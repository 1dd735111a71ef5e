use stepwise_core::lifecycle::{Lifecycle, Validating};
use stepwise_core::{ErrorKind, Purpose, ValidationReport};
use stepwise_prompts::ReasoningContext;
use tokio_util::sync::CancellationToken;
use tracing::{info, warn};

use crate::error::OrchestrationError;
use crate::parse::parse_validation;
use crate::ports::Ports;

/// Which checks run after a successful execution.
#[derive(Debug, Clone, Copy, PartialEq, Eq)]
pub struct ValidationPolicy {
    pub automated: bool,
    pub human: bool,
}

impl ValidationPolicy {
    pub fn is_off(&self) -> bool {
        !self.automated && !self.human
    }
}

/// Outcome of validating one attempt.
#[derive(Debug, Clone, PartialEq)]
pub enum Verdict {
    /// `None` when both checks are configured off.
    Pass(Option<ValidationReport>),
    Fail(ValidationReport),
}

impl Verdict {
    fn from_report(report: ValidationReport) -> Self {
        if report.is_valid {
            Verdict::Pass(Some(report))
        } else {
            Verdict::Fail(report)
        }
    }
}

pub const VERDICT_QUESTION: &str = "Does this result pass?";
pub const PASS: &str = "pass";
pub const FAIL: &str = "fail";

pub struct Validator<'a> {
    ports: &'a Ports,
    policy: ValidationPolicy,
    cancel: &'a CancellationToken,
}

impl<'a> Validator<'a> {
    pub fn new(ports: &'a Ports, policy: ValidationPolicy, cancel: &'a CancellationToken) -> Self {
        Self {
            ports,
            policy,
            cancel,
        }
    }

    /// Validate the subtask's current result. Infrastructure failures never
    /// fail the subtask: they are recorded and validation counts as skipped.
    /// When the human check runs, its answer is the verdict.
    pub async fn validate(
        &self,
        requirement: &str,
        lifecycle: &mut Lifecycle<Validating>,
    ) -> Result<Verdict, OrchestrationError> {
        if self.policy.is_off() {
            return Ok(Verdict::Pass(None));
        }
        let attempt = lifecycle.subtask().attempts();
        let payload = lifecycle.subtask().payload().unwrap_or_default().to_string();

        let automated = if self.policy.automated {
            Some(self.automated(requirement, lifecycle, attempt, &payload).await?)
        } else {
            None
        };

        if !self.policy.human {
            return Ok(Verdict::from_report(
                automated.unwrap_or_else(|| ValidationReport::skipped(attempt, "no checks ran")),
            ));
        }

        match self.ask_human(&payload, automated.as_ref()).await {
            Ok(accepted) => {
                info!(
                    "subtask {}: human {} the result",
                    lifecycle.subtask().id,
                    if accepted { "accepted" } else { "rejected" }
                );
                let report = match automated {
                    Some(report) => report.with_human_decision(accepted),
                    None => ValidationReport::human(attempt, accepted),
                };
                Ok(Verdict::from_report(report))
            }
            Err(OrchestrationError::Cancelled) => Err(OrchestrationError::Cancelled),
            Err(e) => {
                warn!(
                    "subtask {}: human validation unavailable: {}",
                    lifecycle.subtask().id,
                    e
                );
                lifecycle.record_error(ErrorKind::Validation, e.to_string());
                let report = automated.unwrap_or_else(|| {
                    ValidationReport::skipped(attempt, "human confirmation unavailable")
                });
                Ok(Verdict::from_report(report))
            }
        }
    }

    async fn automated(
        &self,
        requirement: &str,
        lifecycle: &mut Lifecycle<Validating>,
        attempt: u32,
        payload: &str,
    ) -> Result<ValidationReport, OrchestrationError> {
        if self.cancel.is_cancelled() {
            return Err(OrchestrationError::Cancelled);
        }
        let ctx =
            ReasoningContext::for_subtask(requirement, lifecycle.subtask()).with_result(payload);
        let parsed = match self.ports.reasoning.complete(Purpose::Validate, &ctx).await {
            Ok(text) => parse_validation(&text, attempt).map_err(|e| e.to_string()),
            Err(e) => Err(format!("{e:#}")),
        };
        match parsed {
            Ok(report) => {
                info!(
                    "subtask {} attempt {}: automated validation valid={} score={:.2}",
                    lifecycle.subtask().id,
                    attempt,
                    report.is_valid,
                    report.score
                );
                Ok(report)
            }
            Err(message) => {
                warn!(
                    "subtask {}: automated validation skipped: {}",
                    lifecycle.subtask().id,
                    message
                );
                let error = OrchestrationError::Validation(message.clone());
                lifecycle.record_error(ErrorKind::Validation, error.to_string());
                Ok(ValidationReport::skipped(attempt, message))
            }
        }
    }

    async fn ask_human(
        &self,
        payload: &str,
        automated: Option<&ValidationReport>,
    ) -> Result<bool, OrchestrationError> {
        let port_err = |e: anyhow::Error| OrchestrationError::Validation(format!("{e:#}"));
        if self.cancel.is_cancelled() {
            return Err(OrchestrationError::Cancelled);
        }
        self.ports
            .confirmation
            .display(&render_for_human(payload, automated))
            .await
            .map_err(port_err)?;
        if self.cancel.is_cancelled() {
            return Err(OrchestrationError::Cancelled);
        }
        let options = vec![PASS.to_string(), FAIL.to_string()];
        let choice = self
            .ports
            .confirmation
            .select(VERDICT_QUESTION, &options)
            .await
            .map_err(port_err)?;
        Ok(choice.trim().eq_ignore_ascii_case(PASS))
    }
}

/// The result, followed by the automated assessment when one ran.
pub fn render_for_human(payload: &str, automated: Option<&ValidationReport>) -> String {
    let mut out = format!("Result:\n{payload}\n");
    if let Some(report) = automated {
        out.push_str(&format!(
            "\nAutomated assessment: {} (score {:.2})\n",
            if report.is_valid { "valid" } else { "invalid" },
            report.score
        ));
        for finding in &report.findings {
            out.push_str(&format!("  - {finding}\n"));
        }
        if !report.suggestions.is_empty() {
            out.push_str("Suggestions:\n");
            for suggestion in &report.suggestions {
                out.push_str(&format!("  - {suggestion}\n"));
            }
        }
        if !report.narrative.is_empty() {
            out.push_str(&format!("{}\n", report.narrative));
        }
    }
    out
}

#[cfg(test)]
mod tests {
    use super::*;

    #[test]
    fn render_without_report() {
        assert_eq!(render_for_human("hello", None), "Result:\nhello\n");
    }

    #[test]
    fn render_with_report() {
        let report = ValidationReport::automated(
            1,
            false,
            0.25,
            vec!["missing newline".into()],
            vec!["append \\n".into()],
            "close but not quite",
        );
        let text = render_for_human("hello", Some(&report));
        assert!(text.contains("Automated assessment: invalid (score 0.25)"));
        assert!(text.contains("  - missing newline"));
        assert!(text.contains("Suggestions:\n  - append \\n"));
        assert!(text.ends_with("close but not quite\n"));
    }

    #[test]
    fn verdict_follows_validity() {
        let pass = Verdict::from_report(ValidationReport::human(1, true));
        assert!(matches!(pass, Verdict::Pass(Some(_))));
        let fail = Verdict::from_report(ValidationReport::human(1, false));
        assert!(matches!(fail, Verdict::Fail(_)));
    }

    #[test]
    fn policy_off() {
        assert!(ValidationPolicy { automated: false, human: false }.is_off());
        assert!(!ValidationPolicy { automated: true, human: false }.is_off());
    }
}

· · ·

* [Work instruction] Filter the records down to the lines containing the word "parsed", and copy those.

* [Task result]
        let parsed = match self.ports.reasoning.complete(Purpose::Validate, &ctx).await {
        match parsed {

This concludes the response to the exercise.